Your job is to write out each record exactly, leaving none out.
▼
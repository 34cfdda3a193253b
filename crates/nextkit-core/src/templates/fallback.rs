//! Boilerplate for components that have no catalog entry.

// Internal imports (std, crate)
use std::sync::Arc;

use super::{catalog, LanguageVariant};
use crate::error::Result;

// External imports (alphabetized)
use tera::{Context, Tera};

const TYPED_TEMPLATE: &str = "fallback/component.tsx";
const UNTYPED_TEMPLATE: &str = "fallback/component.js";

/// Renders a minimal component shell named after the requested component
#[derive(Debug, Clone)]
pub struct FallbackGenerator {
    tera: Arc<Tera>,
}

impl FallbackGenerator {
    pub fn new() -> Result<Self> {
        let mut tera = Tera::default();
        tera.add_raw_templates(vec![
            (TYPED_TEMPLATE, catalog::typed::FALLBACK_COMPONENT),
            (UNTYPED_TEMPLATE, catalog::untyped::FALLBACK_COMPONENT),
        ])?;
        Ok(Self {
            tera: Arc::new(tera),
        })
    }

    /// Render component boilerplate for `name`.
    ///
    /// The name shows up as the component identifier (and props interface in
    /// the typed variant) and in the placeholder text rendered in the body.
    pub fn generate(&self, name: &str, variant: LanguageVariant) -> Result<String> {
        let template_name = match variant {
            LanguageVariant::Typed => TYPED_TEMPLATE,
            LanguageVariant::Untyped => UNTYPED_TEMPLATE,
        };

        let mut context = Context::new();
        context.insert("name", name);

        log::debug!("Rendering fallback boilerplate for {} ({})", name, variant);
        Ok(self.tera.render(template_name, &context)?)
    }
}

#[cfg(test)]
mod tests {
    use super::*;

    #[test]
    fn test_typed_boilerplate() {
        let generator = FallbackGenerator::new().unwrap();
        let content = generator.generate("Sidebar", LanguageVariant::Typed).unwrap();

        assert!(content.contains("interface SidebarProps {"));
        assert!(content.contains("const Sidebar: React.FC<SidebarProps> = () => {"));
        assert!(content.contains("      Sidebar Component\n"));
        assert!(content.contains("{/* Add your component code here */}"));
        assert!(content.contains("export default Sidebar;"));
    }

    #[test]
    fn test_untyped_boilerplate() {
        let generator = FallbackGenerator::new().unwrap();
        let content = generator
            .generate("ProfileCard", LanguageVariant::Untyped)
            .unwrap();

        assert!(content.starts_with("const ProfileCard = () => {"));
        assert!(content.contains("ProfileCard Component"));
        assert!(!content.contains("Props"));
        assert!(!content.contains("React.FC"));
    }

    #[test]
    fn test_name_is_not_escaped() {
        let generator = FallbackGenerator::new().unwrap();
        let content = generator.generate("A&B", LanguageVariant::Untyped).unwrap();
        assert!(content.contains("const A&B = () => {"));
    }
}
▲
- Response to this task
repository 34cfdda3a193253b
filename crates/nextkit-core/src/templates/fallback.rs
//! Boilerplate for components that have no catalog entry.

// Internal imports (std, crate)
use std::sync::Arc;

use super::{catalog, LanguageVariant};
use crate::error::Result;

// External imports (alphabetized)
use tera::{Context, Tera};

const TYPED_TEMPLATE: &str = "fallback/component.tsx";
const UNTYPED_TEMPLATE: &str = "fallback/component.js";

/// Renders a minimal component shell named after the requested component
#[derive(Debug, Clone)]
pub struct FallbackGenerator {
    tera: Arc<Tera>,
}

impl FallbackGenerator {
    pub fn new() -> Result<Self> {
        let mut tera = Tera::default();
        tera.add_raw_templates(vec![
            (TYPED_TEMPLATE, catalog::typed::FALLBACK_COMPONENT),
            (UNTYPED_TEMPLATE, catalog::untyped::FALLBACK_COMPONENT),
        ])?;
        Ok(Self {
            tera: Arc::new(tera),
        })
    }

    /// Render component boilerplate for `name`.
    ///
    /// The name shows up as the component identifier (and props interface in
    /// the typed variant) and in the placeholder text rendered in the body.
    pub fn generate(&self, name: &str, variant: LanguageVariant) -> Result<String> {
        let template_name = match variant {
            LanguageVariant::Typed => TYPED_TEMPLATE,
            LanguageVariant::Untyped => UNTYPED_TEMPLATE,
        };

        let mut context = Context::new();
        context.insert("name", name);

        log::debug!("Rendering fallback boilerplate for {} ({})", name, variant);
        Ok(self.tera.render(template_name, &context)?)
    }
}

#[cfg(test)]
mod tests {
    use super::*;

    #[test]
    fn test_typed_boilerplate() {
        let generator = FallbackGenerator::new().unwrap();
        let content = generator.generate("Sidebar", LanguageVariant::Typed).unwrap();

        assert!(content.contains("interface SidebarProps {"));
        assert!(content.contains("const Sidebar: React.FC<SidebarProps> = () => {"));
        assert!(content.contains("      Sidebar Component\n"));
        assert!(content.contains("{/* Add your component code here */}"));
        assert!(content.contains("export default Sidebar;"));
    }

    #[test]
    fn test_untyped_boilerplate() {
        let generator = FallbackGenerator::new().unwrap();
        let content = generator
            .generate("ProfileCard", LanguageVariant::Untyped)
            .unwrap();

        assert!(content.starts_with("const ProfileCard = () => {"));
        assert!(content.contains("ProfileCard Component"));
        assert!(!content.contains("Props"));
        assert!(!content.contains("React.FC"));
    }

    #[test]
    fn test_name_is_not_escaped() {
        let generator = FallbackGenerator::new().unwrap();
        let content = generator.generate("A&B", LanguageVariant::Untyped).unwrap();
        assert!(content.contains("const A&B = () => {"));
    }
}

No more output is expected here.